▶ [AIM OF THE TASK]
The required output is the exact run of lines below that opens at the line with "#[allow(dead_code)]" and closes at the line with "to connect to".

▶ [PROVIDED DATA]
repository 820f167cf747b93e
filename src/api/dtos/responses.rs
use serde::Serialize;

#[derive(Serialize)]
pub struct BookingReceiptResponse {
    pub reservation_id: String,
    pub order_id: String,
    pub amount: i64,
    pub order_name: String,
}

#[derive(Serialize)]
pub struct VerifyPaymentResponse {
    pub status: &'static str,
    #[serde(skip_serializing_if = "Option::is_none")]
    pub receipt_url: Option<String>,
    #[serde(skip_serializing_if = "Option::is_none")]
    pub should_retry: Option<bool>,
}
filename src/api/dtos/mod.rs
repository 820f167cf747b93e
pub mod requests;
pub mod responses;
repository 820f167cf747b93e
use crate::domain::models::program::Program;
use crate::domain::models::schedule::{AvailableSchedule, WeeklySchedule};
use crate::domain::ports::ProgramRepository;
use crate::error::AppError;
use async_trait::async_trait;
use sqlx::types::Json;
use sqlx::{PgPool, Row};

pub struct PostgresProgramRepo {
    pool: PgPool,
}

impl PostgresProgramRepo {
    pub fn new(pool: PgPool) -> Self {
        Self { pool }
    }
}

#[async_trait]
impl ProgramRepository for PostgresProgramRepo {
    async fn create_with_schedule(
        &self,
        program: &Program,
        weekly: &WeeklySchedule,
    ) -> Result<Program, AppError> {
        let mut tx = self.pool.begin().await.map_err(AppError::Database)?;

        let created = sqlx::query_as::<_, Program>(
            "INSERT INTO programs (id, mentor_user_id, title, description, price, duration_min, created_at)
             VALUES ($1, $2, $3, $4, $5, $6, $7)
             RETURNING *"
        )
            .bind(&program.id).bind(&program.mentor_user_id).bind(&program.title)
            .bind(&program.description).bind(program.price).bind(program.duration_min)
            .bind(program.created_at)
            .fetch_one(&mut *tx).await.map_err(AppError::Database)?;

        let schedule = AvailableSchedule::new(created.id.clone(), weekly.clone());
        sqlx::query(
            "INSERT INTO available_schedules (id, program_id, weekly, created_at) VALUES ($1, $2, $3, $4)"
        )
            .bind(&schedule.id).bind(&schedule.program_id)
            .bind(Json(weekly.clone())).bind(schedule.created_at)
            .execute(&mut *tx).await.map_err(AppError::Database)?;

        tx.commit().await.map_err(AppError::Database)?;
        Ok(created)
    }

    async fn find_by_id(&self, id: &str) -> Result<Option<Program>, AppError> {
        sqlx::query_as::<_, Program>("SELECT * FROM programs WHERE id = $1")
            .bind(id)
            .fetch_optional(&self.pool).await.map_err(AppError::Database)
    }

    async fn find_schedule(&self, program_id: &str) -> Result<Option<AvailableSchedule>, AppError> {
        sqlx::query_as::<_, AvailableSchedule>(
            "SELECT * FROM available_schedules WHERE program_id = $1"
        )
            .bind(program_id)
            .fetch_optional(&self.pool).await.map_err(AppError::Database)
    }

    async fn delete(&self, mentor_user_id: &str, id: &str) -> Result<(), AppError> {
        let mut tx = self.pool.begin().await.map_err(AppError::Database)?;

        let owner = sqlx::query("SELECT mentor_user_id FROM programs WHERE id = $1")
            .bind(id)
            .fetch_optional(&mut *tx).await.map_err(AppError::Database)?
            .ok_or(AppError::NotFound("Program not found".to_string()))?;

        if owner.get::<String, _>("mentor_user_id") != mentor_user_id {
            return Err(AppError::Forbidden("Not the owner of this program".to_string()));
        }

        sqlx::query("DELETE FROM available_schedules WHERE program_id = $1")
            .bind(id)
            .execute(&mut *tx).await.map_err(AppError::Database)?;
        sqlx::query("DELETE FROM programs WHERE id = $1")
            .bind(id)
            .execute(&mut *tx).await.map_err(AppError::Database)?;

        tx.commit().await.map_err(AppError::Database)?;
        Ok(())
    }
}
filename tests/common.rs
use konnect_backend::{
    api::router::create_router,
    config::Config,
    domain::ports::{CancelOutcome, ConfirmOutcome, Notifier, PaymentGateway},
    domain::services::payment_service::PaymentService,
    domain::services::reservation_service::ReservationService,
    error::AppError,
    infra::repositories::{
        sqlite_outbox_repo::SqliteOutboxRepo,
        sqlite_payment_repo::SqlitePaymentRepo,
        sqlite_program_repo::SqliteProgramRepo,
        sqlite_reservation_repo::SqliteReservationRepo,
    },
    state::AppState,
};
use async_trait::async_trait;
use axum::{
    body::Body,
    http::{header, Request, Response},
    Router,
};
use konnect_backend::domain::models::outbox::OutboxEvent;
use serde_json::Value;
use sqlx::sqlite::{SqliteConnectOptions, SqlitePoolOptions};
use sqlx::{Pool, Sqlite};
use std::collections::VecDeque;
use std::str::FromStr;
use std::sync::atomic::{AtomicUsize, Ordering};
use std::sync::{Arc, Mutex};
use tower::ServiceExt;
use uuid::Uuid;

/// Scriptable payment gateway. Queued outcomes are consumed one per
/// confirm call; with an empty queue it approves and echoes the amount.
pub struct MockGateway {
    pub confirm_script: Mutex<VecDeque<ConfirmOutcome>>,
    pub cancel_script: Mutex<VecDeque<CancelOutcome>>,
    pub confirm_calls: AtomicUsize,
    pub cancel_calls: AtomicUsize,
}

impl MockGateway {
    pub fn new() -> Self {
        Self {
            confirm_script: Mutex::new(VecDeque::new()),
            cancel_script: Mutex::new(VecDeque::new()),
            confirm_calls: AtomicUsize::new(0),
            cancel_calls: AtomicUsize::new(0),
        }
    }

    pub fn push_confirm(&self, outcome: ConfirmOutcome) {
        self.confirm_script.lock().unwrap().push_back(outcome);
    }

    pub fn push_cancel(&self, outcome: CancelOutcome) {
        self.cancel_script.lock().unwrap().push_back(outcome);
    }
}

#[async_trait]
impl PaymentGateway for MockGateway {
    async fn confirm(
        &self,
        _order_id: &str,
        amount: i64,
        payment_key: &str,
    ) -> Result<ConfirmOutcome, AppError> {
        self.confirm_calls.fetch_add(1, Ordering::SeqCst);
        let scripted = self.confirm_script.lock().unwrap().pop_front();
        Ok(scripted.unwrap_or(ConfirmOutcome::Approved {
            status: "DONE".to_string(),
            total_amount: amount,
            receipt_url: Some(format!("https://receipts.test/{}", payment_key)),
        }))
    }

    async fn cancel(&self, _payment_key: &str, _reason: &str) -> Result<CancelOutcome, AppError> {
        self.cancel_calls.fetch_add(1, Ordering::SeqCst);
        let scripted = self.cancel_script.lock().unwrap().pop_front();
        Ok(scripted.unwrap_or(CancelOutcome::Cancelled))
    }
}

pub struct MockNotifier {
    pub delivered: Mutex<Vec<String>>,
    pub fail: Mutex<bool>,
}

impl MockNotifier {
    pub fn new() -> Self {
        Self {
            delivered: Mutex::new(Vec::new()),
            fail: Mutex::new(false),
        }
    }
}

#[async_trait]
impl Notifier for MockNotifier {
    async fn deliver(&self, event: &OutboxEvent) -> Result<(), AppError> {
        if *self.fail.lock().unwrap() {
            return Err(AppError::InternalWithMsg("push service unavailable".into()));
        }
        self.delivered.lock().unwrap().push(event.event_type.clone());
        Ok(())
    }
}

#[allow(dead_code)]
pub struct TestApp {
    pub router: Router,
    pub pool: Pool<Sqlite>,
    pub db_filename: String,
    pub state: Arc<AppState>,
    pub gateway: Arc<MockGateway>,
    pub notifier: Arc<MockNotifier>,
}

impl TestApp {
    pub async fn new() -> Self {
        let db_filename = format!("test_{}.db", Uuid::new_v4());
        let db_url = format!("sqlite://{}?mode=rwc", db_filename);

        let connection_options = SqliteConnectOptions::from_str(&db_url)
            .unwrap()
            .create_if_missing(true);

        let pool = SqlitePoolOptions::new()
            .connect_with(connection_options)
            .await
            .expect("Failed to connect to test db");

        sqlx::migrate!("./migrations/sqlite")
            .run(&pool)
            .await
            .expect("Failed to migrate test db");

        let config = Config {
            database_url: db_url.clone(),
            port: 0,
            toss_api_url: "http://localhost".to_string(),
            toss_secret_key: "test_sk".to_string(),
            gateway_timeout_secs: 1,
            notify_service_url: "http://localhost".to_string(),
            notify_service_token: "token".to_string(),
            reservation_lock_minutes: 5,
            reminder_lead_minutes: 10,
        };

        let gateway = Arc::new(MockGateway::new());
        let notifier = Arc::new(MockNotifier::new());

        let program_repo = Arc::new(SqliteProgramRepo::new(pool.clone()));
        let reservation_repo = Arc::new(SqliteReservationRepo::new(pool.clone()));
        let payment_repo = Arc::new(SqlitePaymentRepo::new(pool.clone()));
        let outbox_repo = Arc::new(SqliteOutboxRepo::new(pool.clone()));

        let reservation_service = Arc::new(ReservationService::new(
            program_repo.clone(),
            reservation_repo.clone(),
            payment_repo.clone(),
            gateway.clone(),
            config.reservation_lock_minutes,
        ));
        let payment_service = Arc::new(PaymentService::new(payment_repo.clone(), gateway.clone()));

        let state = Arc::new(AppState {
            config,
            program_repo,
            reservation_repo,
            payment_repo,
            outbox_repo,
            gateway: gateway.clone(),
            notifier: notifier.clone(),
            reservation_service,
            payment_service,
        });

        let router = create_router(state.clone());

        Self {
            router,
            pool,
            db_filename,
            state,
            gateway,
            notifier,
        }
    }

    pub async fn post(&self, uri: &str, user_id: &str, body: Value) -> Response<Body> {
        self.router
            .clone()
            .oneshot(
                Request::builder()
                    .method("POST")
                    .uri(uri)
                    .header("x-user-id", user_id)
                    .header(header::CONTENT_TYPE, "application/json")
                    .body(Body::from(body.to_string()))
                    .unwrap(),
            )
            .await
            .unwrap()
    }

    pub async fn get(&self, uri: &str, user_id: &str) -> Response<Body> {
        self.router
            .clone()
            .oneshot(
                Request::builder()
                    .method("GET")
                    .uri(uri)
                    .header("x-user-id", user_id)
                    .body(Body::empty())
                    .unwrap(),
            )
            .await
            .unwrap()
    }
}

impl Drop for TestApp {
    fn drop(&mut self) {
        let _ = std::fs::remove_file(&self.db_filename);
    }
}

pub async fn body_json(response: Response<Body>) -> Value {
    let bytes = axum::body::to_bytes(response.into_body(), usize::MAX)
        .await
        .unwrap();
    serde_json::from_slice(&bytes).unwrap()
}

/// A weekly schedule covering every day with the same single window.
pub fn full_week(start: &str, end: &str) -> Value {
    let window = serde_json::json!([{ "startTime": start, "endTime": end }]);
    serde_json::json!({
        "monday": window.clone(),
        "tuesday": window.clone(),
        "wednesday": window.clone(),
        "thursday": window.clone(),
        "friday": window.clone(),
        "saturday": window.clone(),
        "sunday": window,
    })
}
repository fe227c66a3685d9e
//! Key bindings: arrows plus vim-style hjkl.

use crate::game::Command;
use crossterm::event::{KeyCode, KeyEvent, KeyModifiers};

/// Action from a key press.
#[derive(Debug, Clone, Copy, PartialEq, Eq)]
pub enum Action {
    MoveLeft,
    MoveRight,
    Rotate,
    SoftDrop,
    Confirm,
    Pause,
    Quit,
    /// A digit key, for the numbered menus.
    Choice(u8),
    None,
}

impl Action {
    /// The board command for gameplay actions.
    pub fn command(self) -> Option<Command> {
        match self {
            Self::MoveLeft => Some(Command::MoveLeft),
            Self::MoveRight => Some(Command::MoveRight),
            Self::Rotate => Some(Command::Rotate),
            Self::SoftDrop => Some(Command::SoftDrop),
            _ => None,
        }
    }
}

/// Map key event to action.
pub fn key_to_action(key: KeyEvent) -> Action {
    let KeyEvent { code, modifiers, .. } = key;
    if modifiers == KeyModifiers::CONTROL && code == KeyCode::Char('c') {
        return Action::Quit;
    }
    if !(modifiers.is_empty() || modifiers == KeyModifiers::SHIFT) {
        return Action::None;
    }
    match code {
        KeyCode::Char('q') | KeyCode::Esc => Action::Quit,
        KeyCode::Char('p') => Action::Pause,
        KeyCode::Left | KeyCode::Char('h') => Action::MoveLeft,
        KeyCode::Right | KeyCode::Char('l') => Action::MoveRight,
        KeyCode::Up | KeyCode::Char('k') => Action::Rotate,
        KeyCode::Down | KeyCode::Char('j') => Action::SoftDrop,
        KeyCode::Enter => Action::Confirm,
        KeyCode::Char(c) if c.is_ascii_digit() => Action::Choice(c as u8 - b'0'),
        _ => Action::None,
    }
}
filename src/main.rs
//! blocktui: classic falling-block puzzle game in the terminal.

mod app;
mod board;
mod game;
mod input;
mod piece;
mod theme;
mod ui;

use anyhow::Result;
use app::App;
use clap::{Parser, ValueEnum};
use std::process::ExitCode;
use std::time::Duration;

/// Options derived from CLI that the game session needs.
#[derive(Debug, Clone)]
pub struct GameConfig {
    pub speed: Speed,
    pub seed: Option<u64>,
}

fn main() -> Result<ExitCode> {
    let args = Args::parse();
    let theme = theme::Theme::load(args.theme.as_deref(), args.palette).unwrap_or_default();
    let config = GameConfig {
        speed: args.speed,
        seed: args.seed,
    };
    let mut app = App::new(args, config, theme);
    let outcome = app.run()?;
    Ok(outcome.exit_code())
}

/// Falling-block puzzle game in the terminal.
#[derive(Debug, Parser)]
#[command(
    name = "blocktui",
    version,
    about = "Classic falling-block puzzle in the terminal. Fill rows edge to edge to clear them.",
    long_about = "blocktui is a small terminal take on the classic falling-block puzzle.\n\n\
        Steer the falling piece, complete rows to score 10 points each, and keep the \
        spawn area clear: the game ends when a new piece lands on the stack.\n\n\
        CONTROLS:\n  Left/Right  Move    Up        Rotate    Down       Soft drop\n  \
        P           Pause   Q / Esc   Quit\n\n\
        Vim keys h/j/k/l work as well."
)]
pub struct Args {
    /// Gravity speed used with --no-menu: doable (0.5 s), fast (0.05 s) or super-fast (0.0165 s).
    #[arg(short, long, default_value = "doable")]
    pub speed: Speed,

    /// Skip the menus and start playing immediately at --speed.
    #[arg(long)]
    pub no_menu: bool,

    /// Seed for the piece sequence (random if not set).
    #[arg(long, value_name = "N")]
    pub seed: Option<u64>,

    /// Path to theme file (btop-style theme[key]=\"value\"). Uses the classic console colours if not set.
    #[arg(short, long, value_name = "FILE")]
    pub theme: Option<std::path::PathBuf>,

    /// Colour palette: normal (theme), high-contrast, or colorblind.
    #[arg(long, default_value = "normal")]
    pub palette: Palette,

    /// Disable the line-clear flash.
    #[arg(long)]
    pub no_animation: bool,

    /// Target render frames per second.
    #[arg(long, default_value = "60.0", value_name = "RATE")]
    pub frame_rate: f64,
}

#[derive(Debug, Clone, Copy, PartialEq, Eq, Default, ValueEnum)]
pub enum Palette {
    #[default]
    Normal,

    #[value(alias = "highcontrast", alias = "contrast")]
    HighContrast,

    #[value(alias = "colourblind")]
    Colorblind,
}

/// Gravity presets offered by the speed menu.
#[derive(Debug, Clone, Copy, PartialEq, Eq, Default, ValueEnum)]
pub enum Speed {
    #[default]
    Doable,
    Fast,
    SuperFast,
}

impl Speed {
    pub const ALL: [Self; 3] = [Self::Doable, Self::Fast, Self::SuperFast];

    /// Time between gravity steps.
    pub fn tick_interval(self) -> Duration {
        match self {
            Self::Doable => Duration::from_millis(500),
            Self::Fast => Duration::from_millis(50),
            Self::SuperFast => Duration::from_micros(16_500),
        }
    }

    /// Speed for a 1-based menu choice.
    pub fn from_choice(choice: u8) -> Option<Self> {
        match choice {
            1 => Some(Self::Doable),
            2 => Some(Self::Fast),
            3 => Some(Self::SuperFast),
            _ => None,
        }
    }

    pub fn label(self) -> &'static str {
        match self {
            Self::Doable => "Doable",
            Self::Fast => "Fast",
            Self::SuperFast => "Super Fast",
        }
    }
}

▶ [EXERCISE ANSWER]
#[allow(dead_code)]
pub struct TestApp {
    pub router: Router,
    pub pool: Pool<Sqlite>,
    pub db_filename: String,
    pub state: Arc<AppState>,
    pub gateway: Arc<MockGateway>,
    pub notifier: Arc<MockNotifier>,
}

impl TestApp {
    pub async fn new() -> Self {
        let db_filename = format!("test_{}.db", Uuid::new_v4());
        let db_url = format!("sqlite://{}?mode=rwc", db_filename);

        let connection_options = SqliteConnectOptions::from_str(&db_url)
            .unwrap()
            .create_if_missing(true);

        let pool = SqlitePoolOptions::new()
            .connect_with(connection_options)
            .await
            .expect("Failed to connect to test db");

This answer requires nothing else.